A tribute to Eric Beinhocker

Eric Beinhocker

On an early morning walk years ago a friend told me about Eric Beinhocker’s book, The Origin of Wealth: Evolution, Complexity, and the Radical Remaking of Economics. In a review of the book, William Grassie said: “The genius of the book is Eric Beinhocker’s grand synthesis of diverse fields of research, including physics, evolutionary biology, anthropology, psychology, game theory, information theory, and economic history, all to tell the big story about why traditional neo-classical economic theory fails, and how “Complexity Economics” works.”

Beinhocker inter alia explored the relationship between economics and biology, and concluded: “Economic wealth and biological wealth are thermodynamically the same sort of phenomena, and not just metaphorically.  Both are systems of locally low entropy, patterns of order that evolved over time under the constraint of fitness functions.  Both are forms of fit order.” Stated simply, businesses (enterprises) and biological life are both subject to Darwinian competition: the fittest survive.

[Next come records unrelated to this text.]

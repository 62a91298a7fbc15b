//! Polylines and simple polygons.

use super::hull::{minimum_area_rectangle, OrientedRect};
use super::Point;

/// Number of vertices used to approximate a circle.
pub const CIRCLE_SEGMENTS: usize = 64;

/// An open chain of connected line segments.
#[derive(Debug, Clone, PartialEq)]
pub struct Polyline {
    points: Vec<Point>,
}

impl Polyline {
    /// Creates a polyline from its vertices.
    #[must_use]
    pub const fn new(points: Vec<Point>) -> Self {
        Self { points }
    }

    /// Creates a single-segment polyline.
    #[must_use]
    pub fn segment(start: Point, end: Point) -> Self {
        Self::new(vec![start, end])
    }

    /// The vertices, in drawing order.
    #[must_use]
    pub fn points(&self) -> &[Point] {
        &self.points
    }

    /// Consumes the polyline, returning its vertices.
    #[must_use]
    pub fn into_points(self) -> Vec<Point> {
        self.points
    }

    /// Number of vertices.
    #[must_use]
    pub fn len(&self) -> usize {
        self.points.len()
    }

    /// Returns `true` if the polyline has no vertices.
    #[must_use]
    pub fn is_empty(&self) -> bool {
        self.points.is_empty()
    }

    /// First vertex.
    #[must_use]
    pub fn start(&self) -> Option<Point> {
        self.points.first().copied()
    }

    /// Last vertex.
    #[must_use]
    pub fn end(&self) -> Option<Point> {
        self.points.last().copied()
    }

    /// Iterates over the segments as `(start, end)` pairs.
    pub fn segments(&self) -> impl Iterator<Item = (Point, Point)> + '_ {
        self.points.windows(2).map(|w| (w[0], w[1]))
    }

    /// Total length.
    #[must_use]
    pub fn length(&self) -> f64 {
        self.segments().map(|(a, b)| a.distance(b)).sum()
    }

    /// Length the chain would have if its ends were joined.
    #[must_use]
    pub fn ring_length(&self) -> f64 {
        match (self.start(), self.end()) {
            (Some(s), Some(e)) => self.length() + e.distance(s),
            _ => 0.0,
        }
    }

    /// The same chain with its vertex order reversed.
    #[must_use]
    pub fn reversed(&self) -> Self {
        Self::new(self.points.iter().rev().copied().collect())
    }

    /// Interprets the chain as a polygon outline (implicitly closed).
    #[must_use]
    pub fn to_polygon(&self) -> Polygon {
        Polygon::new(self.points.clone())
    }
}

/// A simple polygon, stored without a repeated closing vertex.
#[derive(Debug, Clone, PartialEq)]
pub struct Polygon {
    vertices: Vec<Point>,
}

impl Polygon {
    /// Creates a polygon, dropping a trailing vertex equal to the first.
    #[must_use]
    pub fn new(mut vertices: Vec<Point>) -> Self {
        if vertices.len() > 1 && vertices.first().map(|p| p.key()) == vertices.last().map(|p| p.key())
        {
            vertices.pop();
        }
        Self { vertices }
    }

    /// Axis-aligned rectangle spanned by two opposite corners.
    #[must_use]
    pub fn from_corners(a: Point, b: Point) -> Self {
        let (min_x, max_x) = (a.x.min(b.x), a.x.max(b.x));
        let (min_y, max_y) = (a.y.min(b.y), a.y.max(b.y));
        Self::new(vec![
            Point::new(max_x, min_y),
            Point::new(max_x, max_y),
            Point::new(min_x, max_y),
            Point::new(min_x, min_y),
        ])
    }

    /// Rectangle of `width` × `height` centred at `center`, rotated by `degrees`.
    #[must_use]
    pub fn rotated_rectangle(center: Point, width: f64, height: f64, degrees: f64) -> Self {
        let (hw, hh) = (width * 0.5, height * 0.5);
        let corners = [
            Point::new(center.x + hw, center.y - hh),
            Point::new(center.x + hw, center.y + hh),
            Point::new(center.x - hw, center.y + hh),
            Point::new(center.x - hw, center.y - hh),
        ];
        Self::new(
            corners
                .iter()
                .map(|c| c.rotate_about(center, degrees))
                .collect(),
        )
    }

    /// Regular polygon approximating a circle.
    #[must_use]
    pub fn circle(center: Point, radius: f64) -> Self {
        #[allow(clippy::cast_precision_loss)]
        let step = std::f64::consts::TAU / CIRCLE_SEGMENTS as f64;
        Self::new(
            (0..CIRCLE_SEGMENTS)
                .map(|i| {
                    #[allow(clippy::cast_precision_loss)]
                    let theta = step * i as f64;
                    Point::new(
                        radius.mul_add(theta.cos(), center.x),
                        radius.mul_add(theta.sin(), center.y),
                    )
                })
                .collect(),
        )
    }

    /// The vertices.
    #[must_use]
    pub fn vertices(&self) -> &[Point] {
        &self.vertices
    }

    /// Iterates over the edges, including the closing edge.
    pub fn edges(&self) -> impl Iterator<Item = (Point, Point)> + '_ {
        let n = self.vertices.len();
        (0..n).map(move |i| (self.vertices[i], self.vertices[(i + 1) % n]))
    }

    /// Signed shoelace area; positive for counter-clockwise winding.
    #[must_use]
    pub fn signed_area(&self) -> f64 {
        if self.vertices.len() < 3 {
            return 0.0;
        }
        self.edges().map(|(a, b)| a.cross(b)).sum::<f64>() * 0.5
    }

    /// Enclosed area.
    #[must_use]
    pub fn area(&self) -> f64 {
        self.signed_area().abs()
    }

    /// Area centroid, falling back to the vertex mean for degenerate shapes.
    #[must_use]
    pub fn centroid(&self) -> Point {
        let area = self.signed_area();
        if area == 0.0 {
            if self.vertices.is_empty() {
                return Point::default();
            }
            #[allow(clippy::cast_precision_loss)]
            let n = self.vertices.len() as f64;
            let sum = self
                .vertices
                .iter()
                .fold(Point::default(), |acc, &p| acc + p);
            return sum * (1.0 / n);
        }
        let (cx, cy) = self.edges().fold((0.0, 0.0), |(cx, cy), (a, b)| {
            let f = a.cross(b);
            (cx + (a.x + b.x) * f, cy + (a.y + b.y) * f)
        });
        Point::new(cx / (6.0 * area), cy / (6.0 * area))
    }

    /// The closed boundary as a polyline (first vertex repeated at the end).
    #[must_use]
    pub fn boundary(&self) -> Polyline {
        let mut points = self.vertices.clone();
        if let Some(&first) = self.vertices.first() {
            points.push(first);
        }
        Polyline::new(points)
    }

    /// Minimum-area oriented rectangle enclosing this polygon.
    #[must_use]
    pub fn minimum_rectangle(&self) -> Option<OrientedRect> {
        minimum_area_rectangle(&self.vertices)
    }

    /// Relative difference between this polygon's area and that of its
    /// minimum enclosing rectangle. `None` for zero-area polygons.
    #[must_use]
    pub fn rectangle_deviation(&self) -> Option<f64> {
        let area = self.area();
        if area == 0.0 {
            return None;
        }
        let rect = self.minimum_rectangle()?;
        Some((area - rect.area()).abs() / area)
    }

    /// Returns `true` if the polygon covers its minimum rectangle within `tolerance`.
    #[must_use]
    pub fn is_rectangular(&self, tolerance: f64) -> bool {
        self.rectangle_deviation().is_some_and(|d| d < tolerance)
    }
}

Beinhocker concluded that economic value is created by thermodynamically irreversible processes that reduce entropy locally while increasing it globally, and in reference to some human purpose. This leads to the understanding that: “A business is a person, or an organized group of people, who transforms matter, energy, and information from one state into another with the goal of making a profit.”

Beinhocker’s ideas formed the basis of our exploration of the similarities between ecology and enterprise dynamics. These studies serendipitously revealed extraordinary orderliness in the enterprise structures and dynamics of South African towns. The development of methods to identify, enumerate and classify enterprises in South African towns based on information in telephone directories and on the internet, enabled the development of an extensive enterprise database that helps to answer all kinds of questions about enterprise structures and dynamics.

This blog will over time examine aspects of this orderliness and their implications with regard to entrepreneurship and the alleviation of poverty in South African towns.